Valdivia’s entire career in news has been in the digital space. He was a staff writer and, later, the senior Latino culture editor at BuzzFeed. He was instrumental in launching BuzzFeed’s Latino brand, “Pero Like,” overseeing operations, writing and commissioning content that was of interest to — and would grow — BuzzFeed’s Latino audience.
“I built my career — my career essentially began — creating content that speaks to Latino audiences,” Valdivia explained to E&P.
He saw the role at NPR as a new challenge and new platform — audio journalism — to explore. “I came to NPR, and it all clicked,” he recalled.
Valdivia explained how he consults with the newsroom, introducing them to stories of interest to Latino listeners and steering them away from stories that speak about Latinos without hearing from Latinos. He noted that he’s not the first at NPR to elevate Latino voices.

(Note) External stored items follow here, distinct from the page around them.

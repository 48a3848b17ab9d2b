use super::*;

#[test]
fn test_embedding_rejects_empty() {
    assert_eq!(Embedding::new(vec![]), Err(EmbeddingError::Empty));
}

#[test]
fn test_embedding_rejects_non_finite() {
    assert_eq!(
        Embedding::new(vec![0.1, f32::NAN, 0.3]),
        Err(EmbeddingError::NonFinite { index: 1 })
    );
    assert!(Embedding::new(vec![f32::INFINITY]).is_err());
}

#[test]
fn test_embedding_from_json() {
    let embedding = Embedding::from_json("[0.5, -0.25, 1]").expect("valid payload");
    assert_eq!(embedding.as_slice(), &[0.5, -0.25, 1.0]);
    assert_eq!(embedding.dim(), 3);
}

#[test]
fn test_embedding_from_json_malformed() {
    assert!(matches!(
        Embedding::from_json("not json"),
        Err(EmbeddingError::Malformed { .. })
    ));
    assert!(matches!(
        Embedding::from_json(r#"{"values": [1, 2]}"#),
        Err(EmbeddingError::Malformed { .. })
    ));
    assert!(matches!(
        Embedding::from_json(r#"[1, "two"]"#),
        Err(EmbeddingError::Malformed { .. })
    ));
    assert_eq!(Embedding::from_json("[]"), Err(EmbeddingError::Empty));
}

#[test]
fn test_embedding_from_json_out_of_f32_range() {
    assert!(matches!(
        Embedding::from_json("[1e300]"),
        Err(EmbeddingError::NonFinite { index: 0 })
    ));
}

#[test]
fn test_embedding_serde_validates() {
    let parsed: Result<Embedding, _> = serde_json::from_str("[]");
    assert!(parsed.is_err());

    let embedding = Embedding::new(vec![1.0, 2.0]).unwrap();
    assert_eq!(serde_json::to_string(&embedding).unwrap(), "[1.0,2.0]");
}

#[test]
fn test_modality_parse_and_display() {
    assert_eq!("Face".parse::<Modality>(), Ok(Modality::Face));
    assert_eq!(" voice ".parse::<Modality>(), Ok(Modality::Voice));
    assert!("iris".parse::<Modality>().is_err());
    assert_eq!(Modality::Voice.to_string(), "voice");
    assert_eq!(serde_json::to_string(&Modality::Face).unwrap(), "\"face\"");
}

#[test]
fn test_stub_provider_is_deterministic() {
    let provider = StubEmbeddingProvider::new(Modality::Face, 64);
    let media = b"jpeg bytes of a single face, long enough";

    let a = provider.embed(media).unwrap();
    let b = provider.embed(media).unwrap();

    assert_eq!(a, b);
    assert_eq!(a.dim(), 64);
    assert!(provider.is_stub());

    let norm: f32 = a.as_slice().iter().map(|x| x * x).sum::<f32>().sqrt();
    assert!((norm - 1.0).abs() < 1e-4);
}

#[test]
fn test_stub_provider_distinguishes_media() {
    let provider = StubEmbeddingProvider::new(Modality::Voice, 32);
    let a = provider.embed(b"first recording sample bytes").unwrap();
    let b = provider.embed(b"second recording sample bytes").unwrap();
    assert_ne!(a, b);
}

#[test]
fn test_stub_provider_short_media() {
    let face = StubEmbeddingProvider::new(Modality::Face, 8);
    assert_eq!(face.embed(b"tiny"), Err(ExtractionError::NoFaceDetected));

    let voice = StubEmbeddingProvider::new(Modality::Voice, 8);
    assert_eq!(voice.embed(b""), Err(ExtractionError::NoSpeechDetected));
}

#[test]
fn test_mock_provider_counts_calls() {
    let embedding = Embedding::new(vec![1.0, 0.0]).unwrap();
    let provider = MockEmbeddingProvider::returning(Modality::Face, embedding.clone());

    assert_eq!(provider.embed(b"x").unwrap(), embedding);
    assert_eq!(provider.embed(b"y").unwrap(), embedding);
    assert_eq!(provider.calls(), 2);
    assert_eq!(provider.embedding_dim(), 2);
}

#[test]
fn test_extraction_error_messages() {
    let err = ExtractionError::MultipleFacesDetected { count: 3 };
    assert!(err.to_string().contains("multiple faces"));
    assert!(err.to_string().contains('3'));
}
use crate::panel::PanelUpdate;

/// The display surface that receives normalized records.
///
/// Publishing is synchronous and expected to be fast; the scheduler calls it
/// from panel refresh tasks and never inspects record contents. Rendering is
/// entirely the implementor's concern.
pub trait DisplaySink: Send + Sync {
    fn publish(&self, panel: &str, update: PanelUpdate);
}
//! Weather panels for Homeboard.
//!
//! Fetches current conditions and the short-range forecast from an
//! OpenWeatherMap-style API and normalizes each payload into a fixed-shape,
//! display-ready record. Any failure yields the complete fallback record,
//! never an error and never a partially-populated record.

pub mod client;
pub mod types;

pub use client::WeatherClient;
pub use types::*;
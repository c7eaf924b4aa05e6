use serde::{Deserialize, Serialize};

/// One route alternative, in the order supplied by the provider.
///
/// Structured on purpose: the sink renders `label` and `duration_text`
/// directly instead of re-parsing a formatted "Via X: Y" string.
#[derive(Debug, Clone, PartialEq, Eq, Serialize, Deserialize)]
pub struct RouteOption {
    /// Route summary, e.g. a highway name
    pub label: String,
    /// Human-readable driving duration, e.g. "27 mins"
    pub duration_text: String,
}

/// Directions provider errors
#[derive(Debug, thiserror::Error)]
pub enum CommuteError {
    #[error("Network error: {0}")]
    Network(#[from] reqwest::Error),
    #[error("Provider error: {status}")]
    Provider { status: String },
    #[error("Malformed response: {0}")]
    Malformed(String),
}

In 2016, the NPR Oye blog debuted, produced by Latino staffers. NPR’s Rosemary Girard and Hugo Rojo introduced NPR Oye to audiences, explaining the name: “In Spanish, ‘oye’ has a double meaning — to ‘listen, or to say, hey!’ At NPR, and for our audience, listening is intrinsic to what we do. But ‘oye’ is also a way for us to say, ‘Hey, we celebrate and welcome you.’”
Valdivia said he’s particularly proud of Oye, which grew into a social media brand on Instagram, Threads and, in the future, TikTok.
NPR Oye’s Instagram tagline reads, “Latino stories out loud.” One recent story: Farm workers at a Sonoma winery filed a complaint with the California Agricultural Labor Relations Board (ALRB), alleging unsafe working conditions; they were awarded $328,077.
Another Oye post is about a Department of Justice (DOJ) suit against Texas Governor Greg Abbott for his refusal to remove a barrier on the Rio Grande, an effort to impede migrant crossings.
There are lighthearted posts, as well — a story about endangered turtle hatchlings being returned to the sea off the coast of Venezuela and a link to an NPR Tiny Desk performance by Kany García. Valdivia couldn’t disclose NPR's Latino audience size, but he did say it’s growing.
Asked what he’s discovered about NPR’s Latino audience, Valdivia explained, “What I know about the Latino audience is what I’ve always known regarding my own lived experience as a cis Mexican American man in the U.S. — that I only make up just one small part of the massive Latinidad pie. There are so many facets of this community that I can’t speak to personally. Whether that’s the Afro-Latino, Indigenous, or Trans-Latinx experience, etc., it takes a multitude of perspectives to complete that pie. Without media organizations highlighting the many voices that make us who we are as a community, we can't begin to tap into who we really are: complex, unique and beautiful.
“This isn’t something I learned as much as it is something I know by living and working in this space. The learning takes place in convincing others that this is who we are as a people,” he continued. “We're not just one thing, but many. The same rings true for our Latino listeners and readers at NPR. And it’s in acknowledging and platforming all those ‘many’ things that we can ultimately build a bridge between NPR as an organization and the Latino listeners and readers who look to us to feel seen and heard.”